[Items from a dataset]
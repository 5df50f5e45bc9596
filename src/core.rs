//! Core traits and the precondition facility.
//!
//! This module defines:
//! - [`InsertTarget`]: the destination abstraction used by insertion sort.
//! - [`BucketValue`]: the bounded integral domain used by bucket sort.
//! - `precondition!`: the crate-internal fail-fast assertion macro.

use std::collections::VecDeque;

/// Fail-fast precondition check.
///
/// Every documented input invariant in this crate routes through this macro.
/// With the default `precondition-checks` feature enabled, a violated
/// precondition panics with the given message before the algorithm mutates
/// anything further. With the feature disabled the whole check (including
/// evaluation of the condition expression) is compiled out, and a violated
/// precondition yields unspecified output.
macro_rules! precondition {
    ($cond:expr, $($msg:tt)+) => {
        if cfg!(feature = "precondition-checks") {
            assert!($cond, $($msg)+);
        }
    };
}

pub(crate) use precondition;

/// A sorted destination that insertion sort can grow.
///
/// This abstracts the two capabilities [`crate::insertion_sort`] needs from
/// its destination: positional element access (so the insertion point can be
/// located by binary search) and mid-sequence insertion. `Vec` and `VecDeque`
/// implement it out of the box; custom collections implement it to accept
/// insertions without converting through an intermediate `Vec`.
///
/// # Examples
///
/// Implementing for a custom wrapper:
///
/// ```
/// use plainsort::core::InsertTarget;
///
/// struct Ledger {
///     amounts: Vec<i64>,
/// }
///
/// impl InsertTarget<i64> for Ledger {
///     fn len(&self) -> usize {
///         self.amounts.len()
///     }
///
///     fn get(&self, index: usize) -> &i64 {
///         &self.amounts[index]
///     }
///
///     fn insert(&mut self, index: usize, value: i64) {
///         self.amounts.insert(index, value);
///     }
/// }
/// ```
pub trait InsertTarget<T> {
    /// Returns the number of elements currently held.
    fn len(&self) -> usize;

    /// Returns a reference to the element at `index`.
    fn get(&self, index: usize) -> &T;

    /// Inserts `value` before the element at `index`, shifting the tail.
    ///
    /// `index == len()` appends.
    fn insert(&mut self, index: usize, value: T);

    /// Returns `true` if the destination holds no elements.
    fn is_empty(&self) -> bool {
        self.len() == 0
    }
}

impl<T> InsertTarget<T> for Vec<T> {
    fn len(&self) -> usize {
        self.len()
    }

    fn get(&self, index: usize) -> &T {
        &self[index]
    }

    fn insert(&mut self, index: usize, value: T) {
        self.insert(index, value);
    }
}

// VecDeque offers O(1) random access and positional insertion, so it is a
// valid destination as well.
impl<T> InsertTarget<T> for VecDeque<T> {
    fn len(&self) -> usize {
        self.len()
    }

    fn get(&self, index: usize) -> &T {
        &self[index]
    }

    fn insert(&mut self, index: usize, value: T) {
        self.insert(index, value);
    }
}

/// An element type that [`crate::bucket_sort`] can count and reconstruct.
///
/// Bucket sort treats the element's own value as its complete identity: it
/// counts occurrences at `offset_from(min)` and rebuilds slots from raw
/// offsets via `from_offset`. The reconstructed slot holds the **offset**,
/// not `min + offset`; callers that need the true value add `min` back.
///
/// Implemented for the primitive integer types. Signed implementations widen
/// before subtracting, so a full-range domain (for example
/// `[i8::MIN, i8::MAX]`) cannot overflow the offset computation.
pub trait BucketValue: Copy + Ord {
    /// Offset of `self` from `min` within the bucket domain.
    fn offset_from(self, min: Self) -> usize;

    /// The element value encoding a raw bucket offset.
    fn from_offset(offset: usize) -> Self;
}

macro_rules! impl_bucket_value {
    ($($t:ty => $wide:ty),* $(,)?) => {
        $(
            impl BucketValue for $t {
                #[inline]
                fn offset_from(self, min: Self) -> usize {
                    ((self as $wide) - (min as $wide)) as usize
                }

                #[inline]
                fn from_offset(offset: usize) -> Self {
                    offset as $t
                }
            }
        )*
    };
}

impl_bucket_value! {
    u8 => u64,
    u16 => u64,
    u32 => u64,
    u64 => u64,
    usize => u64,
    i8 => i128,
    i16 => i128,
    i32 => i128,
    i64 => i128,
    isize => i128,
}
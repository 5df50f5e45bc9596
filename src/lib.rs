//! # Plainsort
//!
//! `plainsort` is a small, container-agnostic library of classic sorting
//! algorithms: a sortedness predicate and four sorts with clearly stated
//! complexity and stability contracts.
//!
//! - [`is_sorted`]: O(n) non-decreasing check over adjacent pairs.
//! - [`merge_sort`]: stable, iterative, bottom-up, double-buffered;
//!   O(n log n) time, O(n) auxiliary space.
//! - [`quick_sort`]: in-place, iterative over an explicit range stack,
//!   last-element pivot; average O(n log n), worst case O(n²). Not stable.
//! - [`insertion_sort`]: binary-search insertion of an arbitrary source
//!   sequence into an already-sorted destination.
//! - [`bucket_sort`]: counting sort over a caller-declared integral domain,
//!   O(n + domain) with no per-element comparisons.
//!
//! All five are synchronous, single-threaded, and allocation-transient:
//! auxiliary storage is created per call and released on return, and the
//! caller owns the collection throughout.
//!
//! ## Usage
//!
//! ```rust
//! use plainsort::{is_sorted, merge_sort, quick_sort};
//!
//! let mut data = vec![5, 3, 1, 4, 2];
//! merge_sort(&mut data);
//! assert!(is_sorted(&data));
//!
//! // Sorts take slices, so sub-ranges work the same way.
//! let mut words = vec!["pear", "kiwi", "fig", "plum"];
//! quick_sort(&mut words[1..3]);
//! assert_eq!(words, vec!["pear", "fig", "kiwi", "plum"]);
//! ```
//!
//! Insertion sort grows a destination that is already sorted, locating each
//! insertion point by binary search through the [`InsertTarget`] trait:
//!
//! ```rust
//! use plainsort::insertion_sort;
//!
//! let mut destination = vec![1, 3, 5];
//! insertion_sort(&[7, 2, 9], &mut destination);
//! assert_eq!(destination, vec![1, 2, 3, 5, 7, 9]);
//! ```
//!
//! ## Preconditions
//!
//! The only error taxonomy is precondition violations: an empty range given
//! to [`is_sorted`], an empty or unsorted destination given to
//! [`insertion_sort`], a `max <= min` domain or an out-of-domain element
//! given to [`bucket_sort`]. With the default `precondition-checks` feature
//! these fail fast with a panic; there is no retry and no partial-result
//! contract, and a failed call may leave the collection partially mutated.
//! Disabling the feature compiles the checks out entirely, in which case a
//! violated precondition produces unspecified output. A non-total element
//! ordering is never detected; behavior is undefined in the same sense.
//!
//! ## Stability
//!
//! Only [`merge_sort`] guarantees that equal elements keep their original
//! relative order. [`quick_sort`] does not. [`insertion_sort`]'s placement
//! of duplicates is implementation-defined. [`bucket_sort`] reconstructs
//! elements from occurrence counts, so duplicates collapse to the same
//! offset value and stability is not meaningful.

pub mod algo;
pub mod core;

pub use algo::{bucket_sort, insertion_sort, is_sorted, merge_sort, quick_sort};
pub use core::{BucketValue, InsertTarget};

pub mod prelude {
    pub use crate::algo::{bucket_sort, insertion_sort, is_sorted, merge_sort, quick_sort};
    pub use crate::core::{BucketValue, InsertTarget};
}
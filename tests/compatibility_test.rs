use plainsort::core::InsertTarget;
use plainsort::prelude::*;

// Simulate an external collection type (for example a fixed-stride column
// store) that wants to accept sorted insertions without converting through
// an intermediate Vec.
struct PriceColumn {
    cents: Vec<u64>,
    insertions: usize,
}

impl PriceColumn {
    fn new(cents: &[u64]) -> Self {
        Self {
            cents: cents.to_vec(),
            insertions: 0,
        }
    }
}

// Implement InsertTarget for the external struct. This proves the trait is
// implementable by "outside crates".
impl InsertTarget<u64> for PriceColumn {
    fn len(&self) -> usize {
        self.cents.len()
    }

    fn get(&self, index: usize) -> &u64 {
        &self.cents[index]
    }

    fn insert(&mut self, index: usize, value: u64) {
        self.cents.insert(index, value);
        self.insertions += 1;
    }
}

#[test]
fn test_external_struct_compatibility() {
    let mut column = PriceColumn::new(&[100, 250, 900]);
    insertion_sort(&[400, 50, 250], &mut column);

    assert_eq!(column.cents, vec![50, 100, 250, 250, 400, 900]);
    assert!(is_sorted(&column.cents));

    // Exactly one positional insert per source element.
    assert_eq!(column.insertions, 3);
}
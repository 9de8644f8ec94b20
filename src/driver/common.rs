//! Polling utilities shared by the driver and the page agent
//!
//! Every wait in this crate is bounded: a poll either produces a value within
//! its budget or collapses to a caller-supplied fallback. Nothing throws on
//! timeout.

use std::future::Future;
use std::time::{Duration, Instant};

/// Configuration for polling operations
#[derive(Clone)]
pub struct PollConfig {
    pub timeout: Duration,
    pub interval: Duration,
}

impl PollConfig {
    pub fn new(timeout: Duration, interval: Duration) -> Self {
        Self { timeout, interval }
    }
}

impl Default for PollConfig {
    fn default() -> Self {
        Self {
            timeout: Duration::from_millis(10_000),
            interval: Duration::from_millis(250),
        }
    }
}

/// Calls `check_fn` repeatedly until it returns `true` or the budget runs out.
///
/// Returns `true` if the condition was met, `false` on timeout. The check is
/// always attempted at least once, even with a zero budget.
pub async fn wait_until<F, Fut>(check_fn: F, config: &PollConfig) -> bool
where
    F: Fn() -> Fut,
    Fut: Future<Output = bool>,
{
    let start = Instant::now();
    loop {
        if check_fn().await {
            return true;
        }
        if start.elapsed() >= config.timeout {
            return false;
        }
        tokio::time::sleep(config.interval).await;
    }
}

/// Calls `probe_fn` repeatedly until it yields a value or the budget runs out.
///
/// Errors from individual probes are swallowed; a flaky tick is
/// indistinguishable from a not-ready one. Returns `None` on exhaustion so
/// callers can substitute their sentinel.
pub async fn poll_value<T, F, Fut>(probe_fn: F, config: &PollConfig) -> Option<T>
where
    F: Fn() -> Fut,
    Fut: Future<Output = anyhow::Result<Option<T>>>,
{
    let start = Instant::now();
    loop {
        match probe_fn().await {
            Ok(Some(value)) => return Some(value),
            Ok(None) => {}
            Err(e) => log::debug!("poll probe error (retrying): {e:#}"),
        }
        if start.elapsed() >= config.timeout {
            return None;
        }
        tokio::time::sleep(config.interval).await;
    }
}

#[cfg(test)]
mod tests {
    use super::*;
    use std::sync::atomic::{AtomicU32, Ordering};

    #[tokio::test]
    async fn wait_until_succeeds_before_timeout() {
        let calls = AtomicU32::new(0);
        let config = PollConfig::new(Duration::from_millis(500), Duration::from_millis(1));
        let ok = wait_until(
            || async { calls.fetch_add(1, Ordering::SeqCst) >= 2 },
            &config,
        )
        .await;
        assert!(ok);
        assert!(calls.load(Ordering::SeqCst) >= 3);
    }

    #[tokio::test]
    async fn wait_until_times_out() {
        let config = PollConfig::new(Duration::from_millis(20), Duration::from_millis(5));
        let ok = wait_until(|| async { false }, &config).await;
        assert!(!ok);
    }

    #[tokio::test]
    async fn poll_value_returns_none_on_exhaustion() {
        let config = PollConfig::new(Duration::from_millis(20), Duration::from_millis(5));
        let got: Option<String> = poll_value(|| async { Ok(None) }, &config).await;
        assert!(got.is_none());
    }

    #[tokio::test]
    async fn poll_value_survives_probe_errors() {
        let calls = AtomicU32::new(0);
        let config = PollConfig::new(Duration::from_millis(500), Duration::from_millis(1));
        let got = poll_value(
            || async {
                if calls.fetch_add(1, Ordering::SeqCst) < 2 {
                    anyhow::bail!("transient");
                }
                Ok(Some("token".to_string()))
            },
            &config,
        )
        .await;
        assert_eq!(got.as_deref(), Some("token"));
    }
}
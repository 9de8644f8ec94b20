pub mod common;
pub mod web;

pub use web::{PageDriver, TabId, WebConfig, WebSession};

◆ What the task asks:
Wherever the word "repeatedly" turns up in the records above, copy the line that holds it.

◆ Written solution:
/// Calls `check_fn` repeatedly until it returns `true` or the budget runs out.
/// Calls `probe_fn` repeatedly until it yields a value or the budget runs out.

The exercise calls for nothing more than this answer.